I just don’t see any distinction between a hidden variable and a random variable. That it’s fixed has nothing to do with anything. It’s the difference between having a random number generator inside your program, or having a deterministic program which is called with a bunch of randomly generated arguments.
Either way you still have to ask the question of where the numbers are coming from, and if they are truly random. If they are the result of some simple deterministic algorithm. If we could, at least in principle, predict it with total accuracy, or if it’s impossible to predict no matter how much computational power we have.
And I do think there is a practical consequence of it. As you mention, Occam’s razor favor’s simpler hypotheses. If your hypothesis has a huge number of variables that can have arbitrary values, it has far more complexity than a hypothesis that allows for a random number generator.
Would you agree then that probability doesn’t exist because it is just the product of us not reaching those hidden variables, but if we could reach them then everything would be certain?
If so, t seems that probability, like free will and time, is also an illusion.

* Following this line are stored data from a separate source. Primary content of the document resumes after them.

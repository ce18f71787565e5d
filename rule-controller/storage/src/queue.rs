use parking_lot::Mutex;
use rule_controller_core::Kind;
use std::collections::VecDeque;
use tokio::sync::Notify;

/// Kinds awaiting dispatch on a connection.
///
/// The queue holds change signals, not payloads: a kind is queued at most
/// once, and the dispatcher reads the current state when it dequeues it.
#[derive(Debug, Default)]
pub(crate) struct WorkQueue {
    state: Mutex<State>,
    notify: Notify,
}

#[derive(Debug, Default)]
struct State {
    pending: VecDeque<Kind>,
    shutdown: bool,
}

// === impl WorkQueue ===

impl WorkQueue {
    /// Queues a kind, returning false if it was already pending or the queue
    /// has been shut down.
    pub(crate) fn push(&self, kind: Kind) -> bool {
        {
            let mut state = self.state.lock();
            if state.shutdown || state.pending.contains(&kind) {
                return false;
            }
            state.pending.push_back(kind);
        }
        self.notify.notify_one();
        true
    }

    /// Waits for the next pending kind. Returns `None` once the queue is shut
    /// down.
    pub(crate) async fn next(&self) -> Option<Kind> {
        loop {
            {
                let mut state = self.state.lock();
                if state.shutdown {
                    return None;
                }
                if let Some(kind) = state.pending.pop_front() {
                    return Some(kind);
                }
            }
            self.notify.notified().await;
        }
    }

    pub(crate) fn shutdown(&self) {
        {
            let mut state = self.state.lock();
            state.shutdown = true;
            state.pending.clear();
        }
        self.notify.notify_one();
    }

    pub(crate) fn len(&self) -> usize {
        self.state.lock().pending.len()
    }
}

Quantum uncertainty and indeterminism? I’ve never heard these terms, but this weekend at Yosemite I met a guy from Sweden who had come here to get his PhD in physics, and he made some comment along the lines of the movement of waterfalls not being predictable/explainable by physics… so is a waterfall an example of quantum uncertainty or indeterminism? If not, what are some examples?
The typical examples are things like radioactive decay, although there are many others.

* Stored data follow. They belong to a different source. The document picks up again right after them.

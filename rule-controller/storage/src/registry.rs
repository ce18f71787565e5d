use crate::SharedStorage;
use parking_lot::Mutex;
use rule_controller_core::{Endpoint, ExactError, Kind, Origin, Policy, ToClient};
use std::{collections::BTreeMap, fmt, sync::Arc};
use tokio::sync::mpsc;
use tracing::{debug, info_span, trace, Instrument};

/// An immutable, revisioned set of policies of one kind.
pub struct PolicyOrigin<P> {
    revision: i64,
    policies: Arc<BTreeMap<String, P>>,
}

/// Owns the policies of one kind.
///
/// Changes are serialized: each one rebuilds the policy map, bumps the
/// revision and publishes the resulting origin before returning.
pub struct Handler<P> {
    storage: SharedStorage,
    state: Mutex<State<P>>,
}

/// A change to a kind's policies, keyed by `namespace/name`.
#[derive(Clone, Debug, PartialEq)]
pub enum Event<P> {
    Apply { key: String, policy: P },
    Delete { key: String },
}

struct State<P> {
    revision: i64,
    policies: Arc<BTreeMap<String, P>>,
}

// === impl PolicyOrigin ===

impl<P: Policy> Origin for PolicyOrigin<P> {
    fn kind(&self) -> Kind {
        P::KIND
    }

    fn revision(&self) -> i64 {
        self.revision
    }

    fn exact(&self, endpoint: Option<&Endpoint>) -> Result<ToClient, ExactError> {
        let matched = self
            .policies
            .values()
            .filter(|policy| policy.matches(endpoint))
            .filter_map(|policy| policy.to_client())
            .collect::<Vec<_>>();
        let data = serde_json::to_string(&matched).map_err(|e| ExactError::new(P::KIND, e))?;
        Ok(ToClient {
            kind: P::KIND,
            revision: self.revision,
            data,
        })
    }
}

impl<P> fmt::Debug for PolicyOrigin<P> {
    fn fmt(&self, f: &mut fmt::Formatter<'_>) -> fmt::Result {
        f.debug_struct("PolicyOrigin")
            .field("revision", &self.revision)
            .field("policies", &self.policies.len())
            .finish()
    }
}

// === impl Handler ===

impl<P: Policy> Handler<P> {
    pub fn new(storage: SharedStorage) -> Self {
        Self {
            storage,
            state: Mutex::new(State {
                revision: 0,
                policies: Default::default(),
            }),
        }
    }

    pub fn add(&self, key: impl Into<String>, policy: P) {
        self.apply(key.into(), policy)
    }

    pub fn update(&self, key: impl Into<String>, policy: P) {
        self.apply(key.into(), policy)
    }

    pub fn delete(&self, key: &str) {
        let mut state = self.state.lock();
        if !state.policies.contains_key(key) {
            trace!(kind = %P::KIND, %key, "Policy does not exist");
            return;
        }

        let mut policies = (*state.policies).clone();
        policies.remove(key);
        debug!(kind = %P::KIND, %key, "Deleted policy");
        self.commit(&mut state, policies);
    }

    pub fn get(&self, key: &str) -> Option<P> {
        self.state.lock().policies.get(key).cloned()
    }

    pub fn revision(&self) -> i64 {
        self.state.lock().revision
    }

    pub fn len(&self) -> usize {
        self.state.lock().policies.len()
    }

    pub fn is_empty(&self) -> bool {
        self.len() == 0
    }

    pub fn handle(&self, event: Event<P>) {
        match event {
            Event::Apply { key, policy } => self.apply(key, policy),
            Event::Delete { key } => self.delete(&key),
        }
    }

    /// Applies events in order until all senders are dropped.
    pub async fn run(self: Arc<Self>, mut events: mpsc::Receiver<Event<P>>) {
        while let Some(event) = events.recv().await {
            self.handle(event);
        }
        debug!(kind = %P::KIND, "Event stream closed");
    }

    /// Spawns a task applying events sent on the returned channel.
    pub fn events(self: &Arc<Self>, capacity: usize) -> mpsc::Sender<Event<P>> {
        let (tx, rx) = mpsc::channel(capacity);
        tokio::spawn(
            self.clone()
                .run(rx)
                .instrument(info_span!("handler", kind = %P::KIND)),
        );
        tx
    }

    fn apply(&self, key: String, policy: P) {
        let mut state = self.state.lock();
        if state.policies.get(&key) == Some(&policy) {
            trace!(kind = %P::KIND, %key, "Policy unchanged");
            return;
        }

        let mut policies = (*state.policies).clone();
        debug!(kind = %P::KIND, %key, "Applied policy");
        policies.insert(key, policy);
        self.commit(&mut state, policies);
    }

    fn commit(&self, state: &mut State<P>, policies: BTreeMap<String, P>) {
        state.revision += 1;
        state.policies = Arc::new(policies);
        self.storage.publish(Arc::new(PolicyOrigin {
            revision: state.revision,
            policies: state.policies.clone(),
        }));
    }
}

impl<P> fmt::Debug for Handler<P> {
    fn fmt(&self, f: &mut fmt::Formatter<'_>) -> fmt::Result {
        f.debug_struct("Handler").finish_non_exhaustive()
    }
}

And, may I repeat, it is a myth that the some barrier prevents quantum indetermimism having macroscopic consequences. If it did, particle physics could not be an experimental science.
Note that fundamentally random processes viewpoint and hidden variables viewpoint are equivalent—they produce the same predictions—so choosing one is the matter of convenience.

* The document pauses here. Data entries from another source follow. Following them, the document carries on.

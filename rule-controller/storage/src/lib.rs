#![deny(warnings, rust_2018_idioms)]
#![forbid(unsafe_code)]

//! Rule distribution state.
//!
//! Each rule kind has a single [`Handler`] that owns the kind's policies. Every
//! change produces a new immutable [`PolicyOrigin`] with the next revision,
//! which is published into the process-wide [`Storage`]. Storage fans the
//! change out to every connected client that has subscribed to the kind.
//!
//! Each client session is a [`Connection`] driven by two tasks: a receive
//! loop that processes subscriptions and acknowledgements, and a dispatch loop
//! that computes the client's view of a kind and pushes it. At most one push
//! per (connection, kind) is unacknowledged at a time. Changes that arrive
//! while a push is in flight only mark the kind dirty; once the client
//! acknowledges, the current state is read again and pushed if it differs from
//! what the client already has.

mod connection;
mod metrics;
mod queue;
mod registry;
mod storage;

#[cfg(test)]
mod tests;

pub use self::{
    connection::{
        AckState, Connection, ConnectionConfig, ConnectionHandle, ConnectionId,
        EndpointConnection, PushStatus, SendError,
    },
    metrics::{register_collector, StorageMetrics},
    registry::{Event, Handler, PolicyOrigin},
    storage::{SharedStorage, Storage},
};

And hidden variables viewpoint is convenient exactly because it allows to think that probabilities is in the mind, that is, probabilities are nothing but a measure of uncertainty. It eliminates the only special case—fundamentally random processes, thus allowing us to apply our uncertainty-measure concept everywhere. Fundamentally random processes are processes which rely on parameters for which we (fundamentally) can’t reduce our uncertainty, and that’s it.
Thx for the complete answer I like your thinking process!
Note that fundamentally random processes viewpoint and hidden variables viewpoint are equivalent—they produce the same predictions—so choosing one is the matter of convenience.
I agree that they are equivalent in that they denote a lack of understanding of the underlying mechanics, but in the case of randomness, even though it could be an illusion, I still subjectively (naive view) favor the existence of randomness (and probability) in the base physical mechanics because I fail to see a connection between certainty and our brain’s apparent non-bound decision making.
Nevertheless I am open to the option that physics is only deterministic and that such a process may recreate our consciousness (I have to think more about that though).
As others already mentioned, introducing fundamental randomness doesn’t help in resolving free will problem—whether or not physical processes are truly random, you have no control over them.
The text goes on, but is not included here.